One of the reasons for this is that judges and prosecutors under the previous regime continued to be judges in democratic Slovakia. They have not been punished for their crimes and now they are protecting themselves, according to Neela Winkelmannová, director of the Platform of European Memory and Conscience, an NGO based in Czech Republic.
“We see that those people and former criminals created some sort of brotherhood,” Winkelmannová said during a discussion of public broadcaster Slovak Radio.
The ÚPN is also struggling with the case of the Czech Finance Minister (of Slovak origin) Andrej Babiš who sued the institute for having him registered and archived as a secret service (ŠtB) collaborator.
The ÚPN lost the dispute with Babiš in June 2015, after the Bratislava Regional Court confirmed the ruling of the district court.
The court allowed the testimonies of former ŠtB members Július Šuman, František Hakáč a Andrej Kuľha who said that Babiš did not cooperate with the secret service despite there being documents claiming that he had. The court also stated that many of the documents were destroyed and there is the presumption of innocence, thus the burden of proof is on the ÚPN.

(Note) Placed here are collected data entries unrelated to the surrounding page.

//! One-way masking of names and email addresses for logs and responses.

pub const UNKNOWN_NAME: &str = "Unknown";
pub const UNKNOWN_EMAIL: &str = "unknown@email.com";
const MALFORMED_EMAIL: &str = "m*@e**.com";

fn mask_segment(segment: &str) -> Option<String> {
    let mut chars = segment.chars();
    let first = chars.next()?;
    let mut masked = String::with_capacity(segment.len());
    masked.push(first);
    masked.extend(chars.map(|_| '*'));
    Some(masked)
}

/// `"Sumit Jha"` becomes `"S**** J**"`. Missing or blank names become `"Unknown"`.
pub fn mask_name(name: Option<&str>) -> String {
    let parts: Vec<String> = name
        .unwrap_or_default()
        .split_whitespace()
        .filter_map(mask_segment)
        .collect();

    if parts.is_empty() {
        UNKNOWN_NAME.to_string()
    } else {
        parts.join(" ")
    }
}

/// `"sumitjha@gmail.com"` becomes `"s*******@g****.com"`.
///
/// Only the first two domain labels are kept. Anything that does not look like
/// `user@label.label` falls back to a fixed placeholder.
pub fn mask_email(email: Option<&str>) -> String {
    match email {
        Some(email) if !email.trim().is_empty() => {
            try_mask_email(email).unwrap_or_else(|| MALFORMED_EMAIL.to_string())
        }
        _ => UNKNOWN_EMAIL.to_string(),
    }
}

fn try_mask_email(email: &str) -> Option<String> {
    let (username, domain) = email.split_once('@')?;
    if domain.contains('@') {
        return None;
    }

    let mut labels = domain.split('.');
    let host = mask_segment(labels.next()?)?;
    let tld = labels.next()?;
    let username = mask_segment(username)?;

    Some(format!("{username}@{host}.{tld}"))
}
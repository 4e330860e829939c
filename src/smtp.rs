//! SMTP delivery through one of the supported providers.
//!
//! Every delivery opens its own session (EHLO, STARTTLS, EHLO, AUTH, send,
//! QUIT). The transport is built without connection pooling, so the
//! connection is closed on every exit path.

use async_trait::async_trait;
use lettre::address::AddressError;
use lettre::message::header::ContentType;
use lettre::message::Mailbox;
use lettre::transport::smtp::authentication::Credentials;
use lettre::{AsyncSmtpTransport, AsyncTransport, Message, Tokio1Executor};
use log::debug;
use thiserror::Error;

#[derive(Debug, Clone, Copy, PartialEq, Eq)]
pub enum ServiceType {
    Gmail,
    GoDaddy,
}

impl ServiceType {
    /// Case-insensitive lookup of a provider name.
    pub fn resolve(name: &str) -> Result<Self, DeliveryError> {
        match name.to_ascii_lowercase().as_str() {
            "gmail" => Ok(Self::Gmail),
            "godaddy" => Ok(Self::GoDaddy),
            _ => Err(DeliveryError::UnknownServiceType(name.to_string())),
        }
    }

    pub fn host(self) -> &'static str {
        match self {
            Self::Gmail => "smtp.gmail.com",
            Self::GoDaddy => "smtpout.secureserver.net",
        }
    }

    pub fn port(self) -> u16 {
        587
    }
}

/// Failure of a single delivery. The `Display` text is what callers see in
/// the recipient's status and never contains credentials.
#[derive(Debug, Error, PartialEq)]
pub enum DeliveryError {
    #[error("Unknown email service type: {0}")]
    UnknownServiceType(String),
    #[error("No recipient email provided")]
    MissingRecipient,
    #[error("Failed to send email: invalid {role} address: {reason}")]
    InvalidAddress { role: &'static str, reason: String },
    #[error("Failed to send email: {0}")]
    Smtp(String),
}

/// A fully rendered plain-text message for one recipient.
#[derive(Clone)]
pub struct OutgoingEmail {
    pub service_type: String,
    pub sender_email: String,
    pub password: String,
    pub recipient_email: String,
    pub subject: String,
    pub body: String,
}

#[cfg_attr(test, mockall::automock)]
#[async_trait]
pub trait Mailer: Send + Sync {
    async fn deliver(&self, email: &OutgoingEmail) -> Result<(), DeliveryError>;
}

#[derive(Debug)]
pub struct SmtpMailer;

impl SmtpMailer {
    fn build_message(email: &OutgoingEmail) -> Result<Message, DeliveryError> {
        let from = parse_mailbox(&email.sender_email, "sender")?;
        let to = parse_mailbox(email.recipient_email.trim(), "recipient")?;

        Message::builder()
            .from(from)
            .to(to)
            .subject(email.subject.as_str())
            .header(ContentType::TEXT_PLAIN)
            .body(email.body.clone())
            .map_err(|e| DeliveryError::Smtp(e.to_string()))
    }

    fn transport(
        service: ServiceType,
        email: &OutgoingEmail,
    ) -> Result<AsyncSmtpTransport<Tokio1Executor>, DeliveryError> {
        let transport = AsyncSmtpTransport::<Tokio1Executor>::starttls_relay(service.host())
            .map_err(|e| DeliveryError::Smtp(e.to_string()))?
            .port(service.port())
            .credentials(Credentials::new(
                email.sender_email.clone(),
                email.password.clone(),
            ))
            .build();
        Ok(transport)
    }
}

fn parse_mailbox(address: &str, role: &'static str) -> Result<Mailbox, DeliveryError> {
    address
        .parse()
        .map_err(|e: AddressError| DeliveryError::InvalidAddress {
            role,
            reason: e.to_string(),
        })
}

#[async_trait]
impl Mailer for SmtpMailer {
    async fn deliver(&self, email: &OutgoingEmail) -> Result<(), DeliveryError> {
        let service = ServiceType::resolve(&email.service_type)?;
        if email.recipient_email.trim().is_empty() {
            return Err(DeliveryError::MissingRecipient);
        }

        let message = Self::build_message(email)?;
        let transport = Self::transport(service, email)?;

        debug!("Opening SMTP session with {}:{}", service.host(), service.port());
        transport
            .send(message)
            .await
            .map(|_| ())
            .map_err(|e| DeliveryError::Smtp(e.to_string()))
    }
}
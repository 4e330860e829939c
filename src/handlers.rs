use std::sync::Arc;

use axum::body::Bytes;
use axum::extract::State;
use axum::response::IntoResponse;
use axum::routing::{get, post};
use axum::{Json, Router};
use log::info;
use tower_http::cors::CorsLayer;

use crate::batch::BatchSender;
use crate::error::ApiError;
use crate::send_log::SendLog;
use crate::smtp::Mailer;
use crate::types::{ResponseStatus, SendRequest, StatusResponse};

pub struct AppState {
    pub mailer: Arc<dyn Mailer>,
    pub send_log: Arc<dyn SendLog>,
}

pub fn router(state: Arc<AppState>) -> Router {
    Router::new()
        .route("/api/send-email", post(send_emails))
        .route("/api/test", get(test_api))
        .layer(CorsLayer::permissive())
        .with_state(state)
}

pub async fn send_emails(
    State(state): State<Arc<AppState>>,
    body: Bytes,
) -> Result<impl IntoResponse, ApiError> {
    let request = SendRequest::from_body(&body)?;
    info!(
        "Processing batch of {} recipients via {}",
        request.recipients.len(),
        request.service_type
    );

    let batch_state = state.clone();
    let batch = tokio::spawn(async move {
        BatchSender::new(batch_state.mailer.as_ref(), batch_state.send_log.as_ref())
            .send(&request)
            .await
    })
    .await;

    match batch {
        Ok(result) => Ok(Json(result)),
        Err(e) => {
            let error = ApiError::from(anyhow::Error::new(e));
            state.send_log.error(&error.message());
            Err(error)
        }
    }
}

pub async fn test_api() -> impl IntoResponse {
    Json(StatusResponse {
        status: ResponseStatus::Success,
        message: "Email API is running!".to_string(),
    })
}
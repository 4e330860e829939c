mod batch;
mod config;
mod error;
mod handlers;
mod mask;
mod send_log;
mod smtp;
mod template;
mod types;

use std::sync::Arc;

use anyhow::Context;
use log::{error, info};

use config::Config;
use handlers::AppState;
use send_log::FileSendLog;
use smtp::SmtpMailer;

async fn shutdown_signal() {
    let ctrl_c = async {
        if let Err(e) = tokio::signal::ctrl_c().await {
            error!("Failed to listen for Ctrl-C: {}", e);
        }
    };

    #[cfg(unix)]
    let terminate = async {
        match tokio::signal::unix::signal(tokio::signal::unix::SignalKind::terminate()) {
            Ok(mut signal) => {
                signal.recv().await;
            }
            Err(e) => {
                error!("Failed to listen for SIGTERM: {}", e);
                std::future::pending::<()>().await;
            }
        }
    };

    #[cfg(not(unix))]
    let terminate = std::future::pending::<()>();

    tokio::select! {
        _ = ctrl_c => {},
        _ = terminate => {},
    }
    info!("Shutdown requested");
}

#[tokio::main]
async fn main() -> anyhow::Result<()> {
    pretty_env_logger::init_timed();

    let config = Config::from_env();
    info!("Send log: {}", config.log_file.display());

    let send_log = Arc::new(
        FileSendLog::open(&config.log_file)
            .with_context(|| format!("opening send log {}", config.log_file.display()))?,
    );

    let state = Arc::new(AppState {
        mailer: Arc::new(SmtpMailer),
        send_log: send_log.clone(),
    });
    let app = handlers::router(state);

    let addr = config.bind_address();
    info!("Starting server on {}", addr);
    let listener = tokio::net::TcpListener::bind(&addr).await?;
    axum::serve(listener, app)
        .with_graceful_shutdown(shutdown_signal())
        .await?;

    send_log.close().context("closing send log")?;
    info!("Server stopped");

    Ok(())
}
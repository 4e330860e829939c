use std::borrow::Cow;
use std::fmt;

use serde::Serialize;
use serde_json::{Map, Value};
use thiserror::Error;

pub const DEFAULT_SUBJECT: &str = "Your AI Position Application Results";

pub const DEFAULT_EMAIL_TEMPLATE: &str = "
Dear Candidate,

Thank you for applying for the internship position. We have received your application and resume.

Please fill out the Google Form to proceed to the first round:  
[https://docs.google.com/forms/d/1mubE2MraLkiYETS0vWjVuRjwocVnkuIMHb989Fir5jc/edit]

We will contact you for the next steps after reviewing your responses.

Best regards,  
Elint AI
";

#[derive(Debug, Error, PartialEq)]
pub enum RequestError {
    #[error("No data provided")]
    NoData,
    #[error("Invalid JSON body: {0}")]
    InvalidJson(String),
    #[error("Request body must be a JSON object")]
    NotAnObject,
    #[error("Missing required fields: service_type, sender_email, or password")]
    MissingSenderFields,
    #[error("No valid recipients provided")]
    NoRecipients,
}

/// A validated batch request.
pub struct SendRequest {
    pub service_type: String,
    pub sender_email: String,
    pub password: String,
    pub subject: String,
    pub email_template: String,
    pub recipients: Vec<Recipient>,
}

impl SendRequest {
    pub fn from_body(body: &[u8]) -> Result<Self, RequestError> {
        if body.iter().all(u8::is_ascii_whitespace) {
            return Err(RequestError::NoData);
        }
        let value: Value =
            serde_json::from_slice(body).map_err(|e| RequestError::InvalidJson(e.to_string()))?;
        Self::from_value(value)
    }

    pub fn from_value(value: Value) -> Result<Self, RequestError> {
        let mut data = match value {
            Value::Null => return Err(RequestError::NoData),
            Value::Object(data) if data.is_empty() => return Err(RequestError::NoData),
            Value::Object(data) => data,
            _ => return Err(RequestError::NotAnObject),
        };
        let recipients = data.remove("recipients");

        let (service_type, sender_email, password) = match (
            required_text(&data, "service_type"),
            required_text(&data, "sender_email"),
            required_text(&data, "password"),
        ) {
            (Some(service_type), Some(sender_email), Some(password)) => {
                (service_type, sender_email, password)
            }
            _ => return Err(RequestError::MissingSenderFields),
        };

        let subject = optional_text(&data, "subject").unwrap_or(DEFAULT_SUBJECT);
        let email_template =
            optional_text(&data, "email_template").unwrap_or(DEFAULT_EMAIL_TEMPLATE);

        let recipients = match recipients {
            Some(Value::Array(items)) if !items.is_empty() => {
                items.into_iter().map(Recipient::from_value).collect()
            }
            _ => return Err(RequestError::NoRecipients),
        };

        Ok(Self {
            service_type: service_type.to_string(),
            sender_email: sender_email.to_string(),
            password: password.to_string(),
            subject: subject.to_string(),
            email_template: email_template.to_string(),
            recipients,
        })
    }
}

impl fmt::Debug for SendRequest {
    fn fmt(&self, f: &mut fmt::Formatter<'_>) -> fmt::Result {
        f.debug_struct("SendRequest")
            .field("service_type", &self.service_type)
            .field("subject", &self.subject)
            .field("recipients", &self.recipients.len())
            .finish_non_exhaustive()
    }
}

fn required_text<'a>(data: &'a Map<String, Value>, key: &str) -> Option<&'a str> {
    optional_text(data, key).filter(|text| !text.is_empty())
}

fn optional_text<'a>(data: &'a Map<String, Value>, key: &str) -> Option<&'a str> {
    data.get(key).and_then(Value::as_str)
}

/// One addressee. Fields other than `email` and `name` are only used for
/// template substitution.
#[derive(Debug, Clone, Default, PartialEq)]
pub struct Recipient {
    fields: Map<String, Value>,
}

impl Recipient {
    pub fn from_value(value: Value) -> Self {
        match value {
            Value::Object(fields) => Self { fields },
            _ => Self::default(),
        }
    }

    pub fn email(&self) -> Option<&str> {
        self.text("email").filter(|email| !email.is_empty())
    }

    pub fn name(&self) -> Option<&str> {
        self.text("name")
    }

    fn text(&self, key: &str) -> Option<&str> {
        self.fields.get(key).and_then(Value::as_str)
    }

    /// Template value of a field. `null` counts as absent.
    pub fn field(&self, key: &str) -> Option<Cow<'_, str>> {
        match self.fields.get(key)? {
            Value::Null => None,
            Value::String(text) => Some(Cow::Borrowed(text)),
            other => Some(Cow::Owned(other.to_string())),
        }
    }
}

#[cfg(test)]
impl<const N: usize> From<[(&str, &str); N]> for Recipient {
    fn from(fields: [(&str, &str); N]) -> Self {
        Self {
            fields: fields
                .into_iter()
                .map(|(key, value)| (key.to_string(), Value::String(value.to_string())))
                .collect(),
        }
    }
}

#[derive(Debug, Clone, PartialEq, Serialize)]
pub struct DeliveryOutcome {
    pub email: String,
    pub masked_email: String,
    pub masked_name: String,
    pub status: String,
}

#[derive(Debug, Clone, Copy, PartialEq, Eq, Serialize)]
#[serde(rename_all = "lowercase")]
pub enum ResponseStatus {
    Success,
    Error,
}

#[derive(Debug, Serialize)]
pub struct BatchResult {
    pub status: ResponseStatus,
    pub message: String,
    pub results: Vec<DeliveryOutcome>,
}

#[derive(Debug, Serialize)]
pub struct StatusResponse {
    pub status: ResponseStatus,
    pub message: String,
}
use axum::http::StatusCode;
use axum::response::{IntoResponse, Response};
use axum::Json;

use crate::types::{RequestError, ResponseStatus, StatusResponse};

#[derive(Debug)]
pub enum ApiError {
    BadRequest(RequestError),
    Internal(anyhow::Error),
}

impl ApiError {
    pub fn status_code(&self) -> StatusCode {
        match self {
            Self::BadRequest(_) => StatusCode::BAD_REQUEST,
            Self::Internal(_) => StatusCode::INTERNAL_SERVER_ERROR,
        }
    }

    pub fn message(&self) -> String {
        match self {
            Self::BadRequest(e) => e.to_string(),
            Self::Internal(e) => format!("Error processing request: {}", e),
        }
    }
}

impl IntoResponse for ApiError {
    fn into_response(self) -> Response {
        let body = StatusResponse {
            status: ResponseStatus::Error,
            message: self.message(),
        };
        (self.status_code(), Json(body)).into_response()
    }
}

impl From<RequestError> for ApiError {
    fn from(err: RequestError) -> Self {
        Self::BadRequest(err)
    }
}

impl From<anyhow::Error> for ApiError {
    fn from(err: anyhow::Error) -> Self {
        Self::Internal(err)
    }
}

#[cfg(test)]
mod tests {
    use super::*;

    #[test]
    fn validation_errors_are_bad_requests() {
        let error = ApiError::from(RequestError::NoRecipients);
        assert_eq!(error.status_code(), StatusCode::BAD_REQUEST);
        assert_eq!(error.message(), "No valid recipients provided");
    }

    #[test]
    fn unexpected_errors_are_internal() {
        let error = ApiError::from(anyhow::anyhow!("disk on fire"));
        assert_eq!(error.status_code(), StatusCode::INTERNAL_SERVER_ERROR);
        assert_eq!(error.message(), "Error processing request: disk on fire");
    }
}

The institute responded by saying that it is the ÚPN’s duty to create lists of ŠtB members and Babiš sued the ÚPN, not vice versa. There is proof that Babiš cooperated with the secret service several times providing information about people and joining in some of its activities. There were also contradictions among the ŠtB members’ testimonies, according to ÚPN.
Later, the Supreme Court in February 2017 also decided in favour of Babiš, therefore turning down the extraordinary appeal of the ÚPN.
The ÚPN considers the Supreme Court ruling illegitimate and points to several non-standard events and circumstances that occurred at the Supreme Court before the appeal was dismissed.
For example, on its own initiative, the Supreme Court asked the Interior Ministry to exempt former ŠtB agents who testified in Babiš’s favour at the district court from the pledge of confidentiality.
“With such a move, the Supreme Court wanted to additionally rectify the illegal testimonies of these witnesses,” Krajňák told the press.
Justice Minister Lucia Žitňanská refused to comment on the case but stated that she is surprised by the Supreme Court's actions.
The court insists, however, that they would say the same even if the case was returned.
So far the ÚPN has published 4,135 names of ŠtB members and collaborative persons. The database also hints at the personnel composition and organisational structure of the secret service.
The database was finished in February 2017. The ÚPN is thus the first institution in the former communist countries of eastern Europe to publish a complete framework of secret service units of the communist regime between 1966 and 1989.
However, with current judicial practice, it is clear that there is an interest to make of the institution only a toothless office. Only a few people believe that ŠtB fabricated data of its collaborative persons, according to Krajňák.
“If we allow former ŠtB members to rewrite history in this way, let’s scrap the ÚPN,” Krajňák told Denník N.